WHAT TO DO — Would you go through the records below and copy each line with the string "quoted"?

----- MATERIAL PROVIDED

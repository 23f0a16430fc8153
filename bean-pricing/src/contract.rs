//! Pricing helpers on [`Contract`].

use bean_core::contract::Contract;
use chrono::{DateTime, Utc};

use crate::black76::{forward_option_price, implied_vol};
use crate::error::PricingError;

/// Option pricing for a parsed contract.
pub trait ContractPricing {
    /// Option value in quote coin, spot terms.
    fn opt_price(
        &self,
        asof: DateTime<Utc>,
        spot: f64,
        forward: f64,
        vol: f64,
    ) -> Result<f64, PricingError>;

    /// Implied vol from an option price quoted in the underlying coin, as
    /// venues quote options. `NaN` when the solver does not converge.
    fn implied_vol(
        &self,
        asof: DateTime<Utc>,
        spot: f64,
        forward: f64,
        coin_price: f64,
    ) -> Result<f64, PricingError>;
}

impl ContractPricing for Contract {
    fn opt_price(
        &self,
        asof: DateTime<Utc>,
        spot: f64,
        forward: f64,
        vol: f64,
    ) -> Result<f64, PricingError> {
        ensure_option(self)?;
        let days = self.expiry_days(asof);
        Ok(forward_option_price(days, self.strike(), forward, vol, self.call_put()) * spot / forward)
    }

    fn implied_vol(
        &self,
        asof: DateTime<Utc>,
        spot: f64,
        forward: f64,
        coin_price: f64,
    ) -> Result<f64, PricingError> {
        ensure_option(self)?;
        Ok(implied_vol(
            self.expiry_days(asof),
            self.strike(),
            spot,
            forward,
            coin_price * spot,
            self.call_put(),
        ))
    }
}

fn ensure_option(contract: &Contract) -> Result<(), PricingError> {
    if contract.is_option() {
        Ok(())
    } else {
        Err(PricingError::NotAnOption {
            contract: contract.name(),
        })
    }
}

----------
----- MATERIAL PROVIDED

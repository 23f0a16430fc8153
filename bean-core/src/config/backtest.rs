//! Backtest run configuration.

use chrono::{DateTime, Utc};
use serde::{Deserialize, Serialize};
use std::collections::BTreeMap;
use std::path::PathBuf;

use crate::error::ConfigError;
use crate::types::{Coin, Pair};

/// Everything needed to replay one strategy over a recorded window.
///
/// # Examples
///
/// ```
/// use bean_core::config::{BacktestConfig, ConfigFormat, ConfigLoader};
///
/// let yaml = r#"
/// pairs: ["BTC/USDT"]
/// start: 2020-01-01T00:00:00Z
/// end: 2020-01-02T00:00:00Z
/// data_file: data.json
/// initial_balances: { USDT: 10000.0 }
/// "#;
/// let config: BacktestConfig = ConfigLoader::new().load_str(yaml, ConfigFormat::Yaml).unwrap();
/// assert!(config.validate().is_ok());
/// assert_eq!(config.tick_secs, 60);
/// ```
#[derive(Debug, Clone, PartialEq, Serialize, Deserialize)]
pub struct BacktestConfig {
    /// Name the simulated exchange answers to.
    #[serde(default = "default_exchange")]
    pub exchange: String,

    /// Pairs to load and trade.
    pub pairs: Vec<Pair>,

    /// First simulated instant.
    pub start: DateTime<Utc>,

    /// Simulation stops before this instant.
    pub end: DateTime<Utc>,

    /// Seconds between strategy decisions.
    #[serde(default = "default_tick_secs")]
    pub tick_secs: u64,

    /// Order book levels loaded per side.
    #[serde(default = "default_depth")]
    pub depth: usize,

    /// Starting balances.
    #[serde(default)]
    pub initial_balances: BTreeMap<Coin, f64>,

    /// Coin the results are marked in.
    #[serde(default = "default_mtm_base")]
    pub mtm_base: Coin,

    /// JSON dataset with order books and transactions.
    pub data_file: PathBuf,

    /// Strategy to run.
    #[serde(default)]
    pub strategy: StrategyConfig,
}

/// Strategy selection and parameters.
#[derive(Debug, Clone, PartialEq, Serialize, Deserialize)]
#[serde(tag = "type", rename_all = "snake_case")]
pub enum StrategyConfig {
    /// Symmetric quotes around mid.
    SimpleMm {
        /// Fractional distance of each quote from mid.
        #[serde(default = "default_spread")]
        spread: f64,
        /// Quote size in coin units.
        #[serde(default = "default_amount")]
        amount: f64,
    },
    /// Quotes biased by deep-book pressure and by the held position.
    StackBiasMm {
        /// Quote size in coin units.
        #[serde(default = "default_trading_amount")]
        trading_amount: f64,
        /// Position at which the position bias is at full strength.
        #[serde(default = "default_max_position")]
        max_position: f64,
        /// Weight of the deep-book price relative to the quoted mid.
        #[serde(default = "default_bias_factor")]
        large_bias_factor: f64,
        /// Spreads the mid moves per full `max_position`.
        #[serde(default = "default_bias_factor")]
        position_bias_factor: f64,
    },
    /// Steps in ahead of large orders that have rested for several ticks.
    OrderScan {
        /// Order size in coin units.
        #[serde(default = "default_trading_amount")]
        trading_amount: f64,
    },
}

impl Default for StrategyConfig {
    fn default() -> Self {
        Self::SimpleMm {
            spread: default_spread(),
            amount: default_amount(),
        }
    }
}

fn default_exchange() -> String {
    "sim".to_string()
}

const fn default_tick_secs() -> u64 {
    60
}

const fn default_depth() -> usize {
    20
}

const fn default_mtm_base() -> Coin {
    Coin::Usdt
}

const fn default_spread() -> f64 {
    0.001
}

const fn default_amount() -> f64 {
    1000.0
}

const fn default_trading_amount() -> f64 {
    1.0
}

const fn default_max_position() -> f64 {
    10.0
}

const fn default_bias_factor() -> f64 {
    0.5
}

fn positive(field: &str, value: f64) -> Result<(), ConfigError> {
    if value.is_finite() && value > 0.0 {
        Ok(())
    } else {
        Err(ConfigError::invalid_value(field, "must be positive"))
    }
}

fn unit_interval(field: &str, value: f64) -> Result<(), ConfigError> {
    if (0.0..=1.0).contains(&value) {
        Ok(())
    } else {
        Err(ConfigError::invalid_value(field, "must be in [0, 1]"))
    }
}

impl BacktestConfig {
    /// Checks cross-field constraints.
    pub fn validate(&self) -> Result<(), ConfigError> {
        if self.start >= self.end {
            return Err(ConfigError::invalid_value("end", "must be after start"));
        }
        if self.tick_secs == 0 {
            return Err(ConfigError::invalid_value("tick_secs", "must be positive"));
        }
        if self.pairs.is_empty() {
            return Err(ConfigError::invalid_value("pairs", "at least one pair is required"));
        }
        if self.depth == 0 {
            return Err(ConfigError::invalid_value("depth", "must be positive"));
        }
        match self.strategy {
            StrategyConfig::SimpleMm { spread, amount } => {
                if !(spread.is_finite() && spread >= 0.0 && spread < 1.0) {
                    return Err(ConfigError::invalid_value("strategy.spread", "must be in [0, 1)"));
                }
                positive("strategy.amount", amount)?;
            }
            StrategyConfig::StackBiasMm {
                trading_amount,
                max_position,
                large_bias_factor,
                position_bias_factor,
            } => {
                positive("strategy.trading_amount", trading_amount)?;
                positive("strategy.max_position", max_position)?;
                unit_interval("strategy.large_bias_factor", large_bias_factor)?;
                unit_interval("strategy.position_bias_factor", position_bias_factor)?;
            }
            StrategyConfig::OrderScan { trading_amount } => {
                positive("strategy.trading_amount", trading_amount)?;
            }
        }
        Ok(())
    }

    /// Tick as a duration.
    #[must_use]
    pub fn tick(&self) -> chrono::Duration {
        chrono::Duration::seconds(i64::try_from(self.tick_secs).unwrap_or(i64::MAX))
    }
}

----------

ANSWER SECTION —
    /// Implied vol from an option price quoted in the underlying coin, as
        /// Weight of the deep-book price relative to the quoted mid.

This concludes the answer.